Sensory processing disorder is a condition in which the brain has trouble receiving and responding to information that comes in through the senses. Kids without sensory processing disorder can also have difficulty with processing senses, just on a smaller scale.

When we think of the senses, the five that many of us can recall are: sight, hearing, touch, taste, and smell. However, our bodies process three more senses that are critical to everyday living. Vestibular (sense of balance), proprioceptive (sense of where one is in space), and interoceptive (sense of what is going on internally) are the remaining senses which is allow us to function.

When kids (and adults) are unable to process these senses, their entire world seems to be off. Clothing doesn’t feel right, they walk with too much force, they bump into walls and people, and are often unable to process their own emotions. The good news is, once we understand what is going on – we are fully equipped to help them so daily tasks become enjoyable and not monotonous.

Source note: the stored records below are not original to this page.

//! Decorations anchored to Pac-Man: the recorder button, the playback sound
//! wave and the text cursor.

use glam::IVec2;

use crate::constants::animation::{CURSOR_DELAY, SOUND_WAVE_DELAY};
use crate::constants::{STANDARD_SPRITE_SIZE, TEXT_BOX_PADDING};
use crate::error::TextureError;
use crate::geometry::Rect;
use crate::recorder::Toggle;
use crate::sprite::{Role, Sprite};
use crate::texture::{atlas, SheetId};

const HALF_SPRITE: i32 = STANDARD_SPRITE_SIZE / 2;

/// The clickable recording switch below Pac-Man's back.
#[derive(Debug, Clone)]
pub struct RecorderButton {
    pub sprite: Sprite,
}

impl RecorderButton {
    pub const CLIPS: [&'static str; 2] = ["recorder/off", "recorder/on"];

    pub fn spawn() -> Result<Self, TextureError> {
        Ok(Self::build(atlas::clips(&Self::CLIPS)?))
    }

    /// `clips` are the Off and On clips, in that order. Drawn at half size.
    pub fn build(clips: Vec<Rect>) -> Self {
        let size = clips.first().map(|clip| clip.size() / 2).unwrap_or(IVec2::ZERO);
        let sprite = Sprite::new(Role::RecorderButton, SheetId::RecorderButton, IVec2::ZERO)
            .with_clips(clips)
            .with_scale(size);
        Self { sprite }
    }

    pub fn toggle(&self) -> Toggle {
        match self.sprite.current_clip_index() {
            0 => Toggle::Off,
            _ => Toggle::On,
        }
    }

    pub fn set_toggle(&mut self, toggle: Toggle) {
        self.sprite.set_clip(match toggle {
            Toggle::Off => 0,
            Toggle::On => 1,
        });
    }

    /// Keeps the button beside Pac-Man's lower back.
    pub fn anchor(&mut self, pac: &Sprite) {
        let size = self.sprite.size();
        self.sprite.move_to(pac.pos + IVec2::new(-HALF_SPRITE, STANDARD_SPRITE_SIZE - size.y));
    }

    /// Whether a level-space point lies strictly inside the button.
    pub fn contains(&self, point: IVec2) -> bool {
        self.sprite.render_rect().contains_strict(point)
    }
}

/// The sound wave shown in front of Pac-Man while a recording plays back.
#[derive(Debug, Clone)]
pub struct SoundWave {
    pub sprite: Sprite,
}

impl SoundWave {
    pub const CLIPS: [&'static str; 3] = ["soundwave/first", "soundwave/second", "soundwave/full"];

    pub fn spawn() -> Result<Self, TextureError> {
        Ok(Self::build(atlas::clips(&Self::CLIPS)?))
    }

    pub fn build(clips: Vec<Rect>) -> Self {
        let size = clips.first().map(|clip| clip.size() / 2).unwrap_or(IVec2::ZERO);
        let sprite = Sprite::new(Role::SoundWave, SheetId::SoundWave, IVec2::ZERO)
            .with_clips(clips)
            .with_scale(size);
        Self { sprite }
    }

    /// Animates next to Pac-Man during playback, otherwise rewinds to the first clip.
    pub fn update(&mut self, pac: &Sprite, playing: bool) {
        if !playing {
            self.sprite.frame = 0;
            self.sprite.set_clip(0);
            return;
        }

        let size = self.sprite.size();
        self.sprite
            .move_to(pac.pos + IVec2::new(STANDARD_SPRITE_SIZE, HALF_SPRITE - size.y / 2));
        self.sprite.animate(SOUND_WAVE_DELAY);
        self.sprite.frame = self.sprite.frame.wrapping_add(1);
    }
}

/// The blinking underscore after the last character of Pac-Man's prompt.
#[derive(Debug, Clone)]
pub struct TextCursor {
    pub sprite: Sprite,
}

impl TextCursor {
    /// `glyph` is the size of the rendered underscore. The second clip is blank.
    pub fn new(glyph: IVec2) -> Self {
        let sprite = Sprite::new(Role::TextCursor, SheetId::TextCursor, IVec2::ZERO)
            .with_clips([Rect::from_pos_size(IVec2::ZERO, glyph), Rect::default()]);
        Self { sprite }
    }

    /// Places the cursor after the text of the box at `box_pos`.
    ///
    /// `line_width` is the rendered width of the last, partially filled line,
    /// or zero when that line is full or empty. The vertical position follows
    /// Pac-Man, not the grown box.
    pub fn update(&mut self, box_pos: IVec2, pac: &Sprite, line_width: i32) {
        let pos = IVec2::new(
            box_pos.x + TEXT_BOX_PADDING + line_width,
            pac.pos.y - HALF_SPRITE + TEXT_BOX_PADDING + 1,
        );
        self.sprite.move_to(pos);
        self.sprite.animate(CURSOR_DELAY);
        self.sprite.frame = self.sprite.frame.wrapping_add(1);
    }
}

Often time, sensory based activities can be worked into everyday tasks. This allows children to continue to engage around the home and in their natural environments, without being singled out.

  • Vestibular input is the sensation of any change in position, movement, or direction of the head. The fluid in your inner ear is responsible for this. Vestibular input lets our body know if we are moving with or against gravity, moving or still, fast or slow, and what direction we are headed.

Activities to help with differences in vestibular processing: yoga, hanging upside down from the couch, riding a back, rolling backwards over a yoga ball, swinging, and jumping on a trampoline

  • Proprioceptive input or proprioception is sensory input we gain into our joints and muscles to tell us about our movements and body position.

Activities to help with differences in proprioceptive processing: pushing, pulling, climbing, lifting, carrying and any weight-bearing activities. Have them help; take out the trash, push chairs up to the table, move the laundry basket, or carry in grocery bags!

  • Interoception is basically the sense of our bodies’ internal state. It’s how we feel and understand what’s happening inside ourselves. The interoceptive system also controls autonomic motor movements. That is our unconscious movements such as blinking, breathing, flinching, etc.

Activities to help with differences in interoception processing: yoga, breathing exercises, alerting activities, and mindfulness activities.

A sensory profile can be completed to determine what sensory supports a child could benefit from. If you, or someone you know, has a child who could benefit from any of the above stated activities, reach out to an occupational therapist! Getting them the help they need, to process sensory input correctly, can be as easy as adding in everyday activities.